What to produce >> Report, word for word, every line of the material that contains "upper".

Data for this task >>
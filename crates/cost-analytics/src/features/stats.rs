//! Small statistical helpers shared by the extractors and models

use statistical::{mean, standard_deviation};

/// Added to denominators that may be zero
pub const EPSILON: f64 = 1e-6;

/// Arithmetic mean, 0.0 for an empty slice
pub fn mean_or_zero(values: &[f64]) -> f64 {
    if values.is_empty() {
        0.0
    } else {
        mean(values)
    }
}

/// Sample standard deviation (n - 1), `None` with fewer than two values
pub fn sample_std(values: &[f64]) -> Option<f64> {
    if values.len() < 2 {
        return None;
    }
    Some(standard_deviation(values, Some(mean(values))))
}

/// Percentile of a sorted slice with linear interpolation between closest ranks
pub fn percentile(sorted_data: &[f64], p: f64) -> f64 {
    match sorted_data.len() {
        0 => 0.0,
        1 => sorted_data[0],
        len => {
            let rank = (p / 100.0).clamp(0.0, 1.0) * (len - 1) as f64;
            let lower = rank.floor() as usize;
            let upper = rank.ceil() as usize;
            let weight = rank - lower as f64;
            sorted_data[lower] + (sorted_data[upper] - sorted_data[lower]) * weight
        }
    }
}

/// Sort a copy of the values ascending
pub fn sorted(values: &[f64]) -> Vec<f64> {
    let mut sorted = values.to_vec();
    sorted.sort_by(|a, b| a.total_cmp(b));
    sorted
}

Task answer >>
            let upper = rank.ceil() as usize;
            sorted_data[lower] + (sorted_data[upper] - sorted_data[lower]) * weight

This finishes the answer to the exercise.